'''
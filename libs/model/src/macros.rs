//! Macro for defining validated name types.

/// Macro to define a validated name newtype.
///
/// This generates a string wrapper with:
/// - `parse()` that trims the input and rejects empty, over-long, and
///   control-character names
/// - `as_str()` access to the canonical form
/// - `Display` and `FromStr` implementations
/// - `Serialize` and `Deserialize` as a plain string
/// - `Ord`, `Hash`, and other standard traits
///
/// # Example
///
/// ```ignore
/// define_name!(MemberName);
/// define_name!(AreaName);
///
/// let member: MemberName = "  Alice ".parse()?; // canonical form "Alice"
/// ```
#[macro_export]
macro_rules! define_name {
    ($name:ident) => {
        /// A validated, canonical name.
        #[derive(Debug, Clone, PartialEq, Eq, PartialOrd, Ord, Hash)]
        pub struct $name(String);

        impl $name {
            /// Maximum name length in bytes.
            pub const MAX_LEN: usize = 100;

            /// Parses and canonicalizes a name.
            ///
            /// Leading and trailing whitespace is trimmed; the trimmed
            /// form is the canonical identity.
            pub fn parse(s: &str) -> Result<Self, $crate::NameError> {
                let trimmed = s.trim();

                if trimmed.is_empty() {
                    return Err($crate::NameError::Empty);
                }

                if trimmed.len() > Self::MAX_LEN {
                    return Err($crate::NameError::TooLong {
                        max: Self::MAX_LEN,
                        actual: trimmed.len(),
                    });
                }

                if trimmed.chars().any(char::is_control) {
                    return Err($crate::NameError::ControlCharacter);
                }

                Ok(Self(trimmed.to_string()))
            }

            /// Returns the canonical name as a string slice.
            #[must_use]
            pub fn as_str(&self) -> &str {
                &self.0
            }
        }

        impl std::fmt::Display for $name {
            fn fmt(&self, f: &mut std::fmt::Formatter<'_>) -> std::fmt::Result {
                write!(f, "{}", self.0)
            }
        }

        impl std::str::FromStr for $name {
            type Err = $crate::NameError;

            fn from_str(s: &str) -> Result<Self, Self::Err> {
                Self::parse(s)
            }
        }

        impl AsRef<str> for $name {
            fn as_ref(&self) -> &str {
                &self.0
            }
        }

        impl serde::Serialize for $name {
            fn serialize<S>(&self, serializer: S) -> Result<S::Ok, S::Error>
            where
                S: serde::Serializer,
            {
                serializer.serialize_str(&self.0)
            }
        }

        impl<'de> serde::Deserialize<'de> for $name {
            fn deserialize<D>(deserializer: D) -> Result<Self, D::Error>
            where
                D: serde::Deserializer<'de>,
            {
                let s = String::deserialize(deserializer)?;
                Self::parse(&s).map_err(serde::de::Error::custom)
            }
        }
    };
}
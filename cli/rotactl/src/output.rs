//! Output formatting for CLI commands.

use colored::Colorize;
use serde::Serialize;
use tabled::{Table, Tabled};

use rota_model::Round;

/// Output format.
#[derive(Debug, Clone, Copy, Default)]
pub enum OutputFormat {
    /// Human-readable table format.
    #[default]
    Table,
    /// JSON format.
    Json,
}

/// Print data in the specified format.
pub fn print_output<T: Serialize + Tabled>(data: &[T], format: OutputFormat) {
    match format {
        OutputFormat::Table => {
            if data.is_empty() {
                println!("{}", "No items found.".dimmed());
            } else {
                let table = Table::new(data).to_string();
                println!("{}", table);
            }
        }
        OutputFormat::Json => {
            let json = serde_json::to_string_pretty(data).unwrap_or_else(|_| "[]".to_string());
            println!("{}", json);
        }
    }
}

/// Print a single item as JSON regardless of format.
pub fn print_single<T: Serialize>(data: &T) {
    let json = serde_json::to_string_pretty(data).unwrap_or_else(|_| "{}".to_string());
    println!("{}", json);
}

/// Print a success message.
pub fn print_success(message: &str) {
    println!("{} {}", "Success:".green().bold(), message);
}

/// Print an info message.
pub fn print_info(message: &str) {
    println!("{} {}", "Info:".blue().bold(), message);
}

/// Print a warning message.
pub fn print_warning(message: &str) {
    println!("{} {}", "Warning:".yellow().bold(), message);
}

/// One displayed row of a round, grouped by area.
#[derive(Debug, Serialize, Tabled)]
pub struct RoundRow {
    #[tabled(rename = "Area")]
    pub area: String,

    #[tabled(rename = "Members")]
    pub members: String,
}

/// Rows for a round grouped by area, members comma-joined.
pub fn round_rows(round: &Round) -> Vec<RoundRow> {
    round
        .by_area()
        .into_iter()
        .map(|(area, members)| RoundRow {
            area: area.to_string(),
            members: members
                .iter()
                .map(|m| m.as_str())
                .collect::<Vec<_>>()
                .join(", "),
        })
        .collect()
}

/// Print a full round in the requested format.
pub fn print_round(round: &Round, format: OutputFormat) {
    match format {
        OutputFormat::Table => {
            println!(
                "Round stamped at {}",
                round.stamped_at.format("%Y-%m-%d %H:%M:%S")
            );
            print_output(&round_rows(round), format);
        }
        OutputFormat::Json => print_single(round),
    }
}
#[cfg(test)]
mod tests {
    use super::*;
    use crate::schema::catalog::sports_profile;
    use crate::session::clock::ManualClock;

    fn session() -> (FormSession, ManualClock) {
        let clock = ManualClock::default();
        let session = FormSession::with_clock(
            sports_profile(),
            Arc::new(clock.clone()),
            TransientTimings::default(),
        );
        (session, clock)
    }

    fn fill_valid(session: &mut FormSession) {
        for (name, value) in [
            ("name", "Alice"),
            ("phone", "1234567890"),
            ("email", "alice@example.com"),
            ("city", "Lisbon"),
            ("sport", "Football"),
            ("team", "Benfica"),
            ("icon", "Eusebio"),
        ] {
            session.set_field_value(name, value).unwrap();
            session.advance_step().unwrap();
        }
    }

    #[test]
    fn new_session_starts_empty_in_wizard() {
        let (session, _) = session();
        assert_eq!(session.state().mode(), Mode::Wizard);
        assert_eq!(session.state().current_step(), 0);
        assert_eq!(session.state().values().len(), 7);
        assert!(session.state().values().values().all(String::is_empty));
        assert!(session.state().submitted_values().is_none());
        assert_eq!(session.current_field().map(|f| f.name.as_str()), Some("name"));
    }

    #[test]
    fn set_field_value_rejects_unknown_names() {
        let (mut session, _) = session();
        let err = session.set_field_value("nickname", "Ace").unwrap_err();
        assert_eq!(err, FormError::UnknownField("nickname".into()));
    }

    #[test]
    fn wrong_mode_calls_leave_state_untouched() {
        let (mut session, _) = session();
        session.set_field_value("name", "Alice").unwrap();

        for result in [session.save_edit(), session.cancel_edit(), session.begin_edit()] {
            assert!(matches!(
                result,
                Err(FormError::WrongMode {
                    mode: Mode::Wizard,
                    ..
                })
            ));
        }
        assert_eq!(session.state().mode(), Mode::Wizard);
        assert_eq!(session.state().value("name"), Some("Alice"));
        assert!(session.take_scheduled().is_empty());
    }

    #[test]
    fn advance_in_display_mode_is_refused() {
        let (mut session, _) = session();
        fill_valid(&mut session);
        let err = session.advance_step().unwrap_err();
        assert_eq!(
            err,
            FormError::WrongMode {
                operation: "advance_step",
                mode: Mode::Display
            }
        );
        assert_eq!(err.to_string(), "`advance_step` is not available in display mode");
    }

    #[test]
    fn final_step_resets_step_and_schedules_message() {
        let (mut session, _) = session();
        fill_valid(&mut session);

        assert_eq!(session.state().mode(), Mode::Display);
        assert_eq!(session.state().current_step(), 0);
        assert_eq!(session.state().transient_message(), Some(SUBMITTED_MESSAGE));
        let scheduled = session.take_scheduled();
        assert_eq!(scheduled.len(), 1);
        assert_eq!(scheduled[0].effect, EffectKind::Message);
    }

    #[test]
    fn rejection_schedules_shake_and_clears_value() {
        let (mut session, clock) = session();
        session.set_field_value("name", "Al").unwrap();
        let transition = session.advance_step().unwrap();

        assert_eq!(
            transition,
            Transition::Rejected {
                field: "name".into(),
                message: "Please enter a valid full name.".into()
            }
        );
        assert!(session.state().is_shaking());
        assert_eq!(session.view().cue, PresentationCue::Shake);

        clock.advance_ms(500);
        assert_eq!(session.expire_due(), vec![EffectKind::Shake]);
        assert!(!session.state().is_shaking());
        assert_eq!(session.view().cue, PresentationCue::FadeIn);
    }

    #[test]
    fn view_labels_follow_progress() {
        let (mut session, _) = session();
        assert_eq!(session.view().advance_label, Some("Next"));
        for (name, value) in [
            ("name", "Alice"),
            ("phone", "1234567890"),
            ("email", "alice@example.com"),
            ("city", "Lisbon"),
            ("sport", "Football"),
            ("team", "Benfica"),
        ] {
            session.set_field_value(name, value).unwrap();
            session.advance_step().unwrap();
        }
        let view = session.view();
        assert_eq!(view.current_step, 6);
        assert_eq!(view.advance_label, Some("Submit"));
        assert_eq!(view.heading, None);

        session.set_field_value("icon", "Eusebio").unwrap();
        session.advance_step().unwrap();
        let view = session.view();
        assert_eq!(view.advance_label, None);
        assert_eq!(view.heading, Some("Submitted Data"));
        assert!(view.current_field.is_none());
        assert!(view.has_submission);
    }

    #[test]
    fn teardown_invalidates_handed_out_tokens() {
        let (mut session, _) = session();
        fill_valid(&mut session);
        let tokens = session.take_scheduled();
        session.teardown();
        assert!(session.state().transient_message().is_none());
        assert!(tokens.iter().all(|token| !session.fire(token)));
        assert!(session.next_deadline().is_none());
    }

    #[test]
    fn dispatch_routes_events() {
        let (mut session, _) = session();
        let changed = session
            .dispatch(FormEvent::FieldChanged {
                name: "name".into(),
                value: "Alice".into(),
            })
            .unwrap();
        assert_eq!(changed, Transition::ValueChanged { field: "name".into() });
        assert_eq!(
            session.dispatch(FormEvent::Advance).unwrap(),
            Transition::Advanced { step: 1 }
        );
    }
}
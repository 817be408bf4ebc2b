//! The form session controller: a single owned state machine moving between
//! wizard, display and edit modes, plus the timers for its transient effects.

pub mod clock;
pub mod controller;
pub mod events;
pub mod state;
pub mod timers;
pub mod view;

pub use clock::{Clock, ManualClock, SystemClock};
pub use controller::{FormSession, EDIT_SAVED_MESSAGE, SUBMITTED_MESSAGE};
pub use events::{FormEvent, Transition};
pub use state::{Mode, SessionState};
pub use timers::{EffectKind, TimerToken, TransientSlot, TransientTimings};
pub use view::{FieldView, PresentationCue, SessionView};
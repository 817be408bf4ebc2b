use serde::{Deserialize, Serialize};

/// User actions forwarded by the presentation layer.
#[derive(Debug, Clone, PartialEq, Eq, Serialize, Deserialize)]
#[serde(tag = "event", rename_all = "snake_case")]
pub enum FormEvent {
    FieldChanged { name: String, value: String },
    Advance,
    BeginEdit,
    SaveEdit,
    CancelEdit,
}

/// Outcome of a controller operation.
#[derive(Debug, Clone, PartialEq, Eq, Serialize)]
#[serde(tag = "transition", rename_all = "snake_case")]
pub enum Transition {
    ValueChanged { field: String },
    /// Wizard moved on to `step`.
    Advanced { step: usize },
    /// Wizard stayed put; the field was cleared.
    Rejected { field: String, message: String },
    /// Final wizard step accepted; the session is now in display mode.
    Submitted,
    EditStarted,
    /// Bulk save failed for these fields, in schema order.
    SaveRejected { fields: Vec<String> },
    Saved,
    EditCancelled,
}
//! Terminal host for a form session: reads commands, forwards them to the
//! controller as events and redraws the form after each one.

pub mod commands;
pub mod context;
pub mod output;
pub mod render;
mod shell;

pub use commands::{CliError, CommandError};
pub use shell::{run_cli, SCRIPT_ENV};
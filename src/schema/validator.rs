use serde::{Deserialize, Serialize};

/// Capability implemented by anything that can judge a raw field value.
///
/// Implementations must be pure: the same input always yields the same
/// verdict and nothing is mutated.
pub trait FieldValidator {
    fn accepts(&self, value: &str) -> bool;
}

/// Built-in validation predicates.
#[derive(Debug, Clone, Copy, PartialEq, Eq, Serialize, Deserialize)]
#[serde(tag = "rule", content = "arg", rename_all = "snake_case")]
pub enum Validator {
    /// Trimmed value has at least this many UTF-16 code units.
    MinTrimmedLen(usize),
    /// Exactly this many ASCII digits and nothing else.
    ExactDigits(usize),
    /// `local@domain.tld` shape.
    EmailShape,
    /// Trimmed value is not empty.
    NonBlank,
}

impl FieldValidator for Validator {
    fn accepts(&self, value: &str) -> bool {
        match self {
            Validator::MinTrimmedLen(min) => trimmed(value).encode_utf16().count() >= *min,
            Validator::ExactDigits(count) => {
                value.len() == *count && value.bytes().all(|b| b.is_ascii_digit())
            }
            Validator::EmailShape => is_email_shape(value),
            Validator::NonBlank => !trimmed(value).is_empty(),
        }
    }
}

/// Whitespace as form inputs see it: Unicode `White_Space` without NEL,
/// plus the byte order mark.
fn is_form_whitespace(ch: char) -> bool {
    (ch.is_whitespace() && ch != '\u{0085}') || ch == '\u{FEFF}'
}

fn trimmed(value: &str) -> &str {
    value.trim_matches(is_form_whitespace)
}

/// One `@`, no whitespace on either side, and a domain with a dot that has
/// at least one character on each side of it.
fn is_email_shape(value: &str) -> bool {
    if value.chars().any(is_form_whitespace) {
        return false;
    }
    let Some((local, domain)) = value.split_once('@') else {
        return false;
    };
    if local.is_empty() || domain.contains('@') {
        return false;
    }
    let last = domain.len().saturating_sub(1);
    domain
        .char_indices()
        .any(|(idx, ch)| ch == '.' && idx > 0 && idx < last)
}
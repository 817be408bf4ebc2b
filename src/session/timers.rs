//! One-shot, supersedable timers for the session's transient effects.
//!
//! Each effect lives in a [`TransientSlot`]. Arming a slot replaces its value,
//! pushes its deadline out and bumps a generation counter. A [`TimerToken`]
//! remembers the generation it was issued for, so a stale token can never
//! clear a value set by a later event.

use chrono::{DateTime, Duration, Utc};
use serde::Serialize;

/// The deferred effects a session schedules.
#[derive(Debug, Clone, Copy, PartialEq, Eq, Hash, Serialize)]
#[serde(rename_all = "snake_case")]
pub enum EffectKind {
    /// Rejected-field cue in wizard mode.
    Shake,
    /// Success banner.
    Message,
}

/// Handle for a scheduled expiry, handed to whoever drives the timers.
#[derive(Debug, Clone, Copy, PartialEq, Eq)]
pub struct TimerToken {
    pub effect: EffectKind,
    pub generation: u64,
    pub deadline: DateTime<Utc>,
}

/// How long each transient effect stays active.
#[derive(Debug, Clone, Copy, PartialEq, Eq)]
pub struct TransientTimings {
    pub message: Duration,
    pub shake: Duration,
}

impl TransientTimings {
    pub const DEFAULT_MESSAGE_MS: u64 = 3000;
    pub const DEFAULT_SHAKE_MS: u64 = 500;

    pub fn from_millis(message_ms: u64, shake_ms: u64) -> Self {
        Self {
            message: millis(message_ms),
            shake: millis(shake_ms),
        }
    }
}

impl Default for TransientTimings {
    fn default() -> Self {
        Self::from_millis(Self::DEFAULT_MESSAGE_MS, Self::DEFAULT_SHAKE_MS)
    }
}

fn millis(value: u64) -> Duration {
    Duration::milliseconds(i64::try_from(value).unwrap_or(i64::MAX))
}

/// A value that clears itself at a deadline unless re-armed first.
#[derive(Debug, Clone)]
pub struct TransientSlot<T> {
    effect: EffectKind,
    value: Option<T>,
    deadline: Option<DateTime<Utc>>,
    generation: u64,
}

impl<T> TransientSlot<T> {
    pub fn new(effect: EffectKind) -> Self {
        Self {
            effect,
            value: None,
            deadline: None,
            generation: 0,
        }
    }

    /// Sets the value and restarts the timer, superseding any pending one.
    pub fn arm(&mut self, value: T, now: DateTime<Utc>, ttl: Duration) -> TimerToken {
        let deadline = now
            .checked_add_signed(ttl)
            .unwrap_or(DateTime::<Utc>::MAX_UTC);
        self.generation += 1;
        self.value = Some(value);
        self.deadline = Some(deadline);
        TimerToken {
            effect: self.effect,
            generation: self.generation,
            deadline,
        }
    }

    pub fn current(&self) -> Option<&T> {
        self.value.as_ref()
    }

    pub fn is_active(&self) -> bool {
        self.value.is_some()
    }

    pub fn deadline(&self) -> Option<DateTime<Utc>> {
        self.deadline
    }

    /// Clears the value if `token` is the most recent arm of this slot.
    /// Returns whether anything was cleared.
    pub fn fire(&mut self, token: &TimerToken) -> bool {
        if token.effect != self.effect || token.generation != self.generation {
            return false;
        }
        self.clear()
    }

    /// Clears the value once its deadline is at or before `now`.
    pub fn expire(&mut self, now: DateTime<Utc>) -> bool {
        match self.deadline {
            Some(deadline) if deadline <= now => self.clear(),
            _ => false,
        }
    }

    /// Drops the value and invalidates every outstanding token.
    pub fn cancel(&mut self) {
        self.generation += 1;
        self.clear();
    }

    fn clear(&mut self) -> bool {
        self.deadline = None;
        self.value.take().is_some()
    }
}
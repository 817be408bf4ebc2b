use std::collections::BTreeMap;

use serde::Serialize;
use uuid::Uuid;

use crate::schema::{FieldDefinition, InputKind};
use crate::session::state::Mode;

/// Heading shown above the read-only summary.
pub const DISPLAY_HEADING: &str = "Submitted Data";

/// Entry animation for the active wizard field.
#[derive(Debug, Clone, Copy, PartialEq, Eq, Serialize)]
#[serde(rename_all = "snake_case")]
pub enum PresentationCue {
    FadeIn,
    Shake,
}

/// One field as the presentation layer needs to draw it.
#[derive(Debug, Clone, PartialEq, Eq, Serialize)]
pub struct FieldView {
    pub name: String,
    pub label: String,
    pub input_kind: InputKind,
    pub required: bool,
    pub value: String,
    #[serde(skip_serializing_if = "Option::is_none")]
    pub submitted: Option<String>,
    #[serde(skip_serializing_if = "Option::is_none")]
    pub error: Option<String>,
}

impl FieldView {
    pub(crate) fn build(
        field: &FieldDefinition,
        values: &BTreeMap<String, String>,
        submitted: Option<&BTreeMap<String, String>>,
        error: Option<&String>,
    ) -> Self {
        Self {
            name: field.name.clone(),
            label: field.label.clone(),
            input_kind: field.input_kind,
            required: field.required,
            value: values.get(&field.name).cloned().unwrap_or_default(),
            submitted: submitted.and_then(|snapshot| snapshot.get(&field.name).cloned()),
            error: error.cloned(),
        }
    }
}

/// Everything a renderer reads from the session, frozen at one instant.
#[derive(Debug, Clone, PartialEq, Eq, Serialize)]
pub struct SessionView {
    pub session_id: Uuid,
    pub mode: Mode,
    pub current_step: usize,
    pub step_count: usize,
    /// Active field in wizard mode.
    #[serde(skip_serializing_if = "Option::is_none")]
    pub current_field: Option<FieldView>,
    /// `"Next"` or `"Submit"` in wizard mode.
    #[serde(skip_serializing_if = "Option::is_none")]
    pub advance_label: Option<&'static str>,
    #[serde(skip_serializing_if = "Option::is_none")]
    pub heading: Option<&'static str>,
    #[serde(skip_serializing_if = "Option::is_none")]
    pub step_error: Option<String>,
    pub fields: Vec<FieldView>,
    pub has_submission: bool,
    #[serde(skip_serializing_if = "Option::is_none")]
    pub transient_message: Option<String>,
    pub shake: bool,
    pub cue: PresentationCue,
}
//! Plain-text rendering of a [`SessionView`].

use std::fmt::Write;

use crate::session::{FieldView, Mode, PresentationCue, SessionView};

const ERROR_MARK: &str = "!";

/// Renders the whole screen for the current view.
pub fn render_view(view: &SessionView) -> String {
    let mut out = String::new();

    if let Some(message) = &view.transient_message {
        let _ = writeln!(out, "*** {message} ***");
    }

    match view.mode {
        Mode::Wizard => render_wizard(view, &mut out),
        Mode::Display => render_display(view, &mut out),
        Mode::Edit => render_edit(view, &mut out),
    }
    out
}

fn render_wizard(view: &SessionView, out: &mut String) {
    let _ = writeln!(out, "Step {} of {}", view.current_step + 1, view.step_count);
    if let Some(field) = &view.current_field {
        let marker = match view.cue {
            PresentationCue::Shake => "~~",
            PresentationCue::FadeIn => ">>",
        };
        let _ = writeln!(
            out,
            "{marker} {} ({}): {}",
            field.label, field.input_kind, field.value
        );
    }
    if let Some(error) = &view.step_error {
        let _ = writeln!(out, "   {ERROR_MARK} {error}");
    }
    if let Some(label) = view.advance_label {
        let _ = writeln!(out, "[{label}]");
    }
}

fn render_display(view: &SessionView, out: &mut String) {
    if let Some(heading) = view.heading {
        let _ = writeln!(out, "{heading}");
    }
    let width = label_width(&view.fields);
    for field in &view.fields {
        let value = field.submitted.as_deref().unwrap_or_default();
        let _ = writeln!(out, "  {:<width$} {}", format!("{}:", field.label), value);
    }
    let _ = writeln!(out, "[Edit]");
}

fn render_edit(view: &SessionView, out: &mut String) {
    let _ = writeln!(out, "Editing");
    let width = label_width(&view.fields);
    for field in &view.fields {
        let _ = writeln!(out, "  {:<width$} {}", format!("{}:", field.label), field.value);
        if let Some(error) = &field.error {
            let _ = writeln!(out, "    {ERROR_MARK} {error}");
        }
    }
    let _ = writeln!(out, "[Save] [Cancel]");
}

fn label_width(fields: &[FieldView]) -> usize {
    fields
        .iter()
        .map(|field| field.label.chars().count() + 1)
        .max()
        .unwrap_or(0)
}

/// One line per schema field: name, label, input kind.
pub fn render_fields(view: &SessionView) -> String {
    let mut out = String::new();
    for (index, field) in view.fields.iter().enumerate() {
        let _ = writeln!(
            out,
            "{}. {:<8} {} [{}]",
            index + 1,
            field.name,
            field.label,
            field.input_kind
        );
    }
    out
}

#[cfg(test)]
mod tests {
    use super::*;
    use crate::schema::catalog::sports_profile;
    use crate::session::FormSession;

    #[test]
    fn wizard_screen_shows_progress_and_button() {
        let session = FormSession::new(sports_profile());
        let screen = render_view(&session.view());
        assert!(screen.starts_with("Step 1 of 7\n"));
        assert!(screen.contains(">> Full Name (text): "));
        assert!(screen.ends_with("[Next]\n"));
    }

    #[test]
    fn rejected_step_shows_error_and_shake_marker() {
        let mut session = FormSession::new(sports_profile());
        session.set_field_value("name", "Al").unwrap();
        session.advance_step().unwrap();
        let screen = render_view(&session.view());
        assert!(screen.contains("~~ Full Name (text): \n"));
        assert!(screen.contains("   ! Please enter a valid full name.\n"));
    }
}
'''
- **Your instructions**
Would you output, from the records above, exactly the run of lines that starts at the line containing "length in bytes." and ends at the line containing "trimmed; the trimmed", and only that run?

- **Result below**
            /// Maximum name length in bytes.
            pub const MAX_LEN: usize = 100;

            /// Parses and canonicalizes a name.
            ///
            /// Leading and trailing whitespace is trimmed; the trimmed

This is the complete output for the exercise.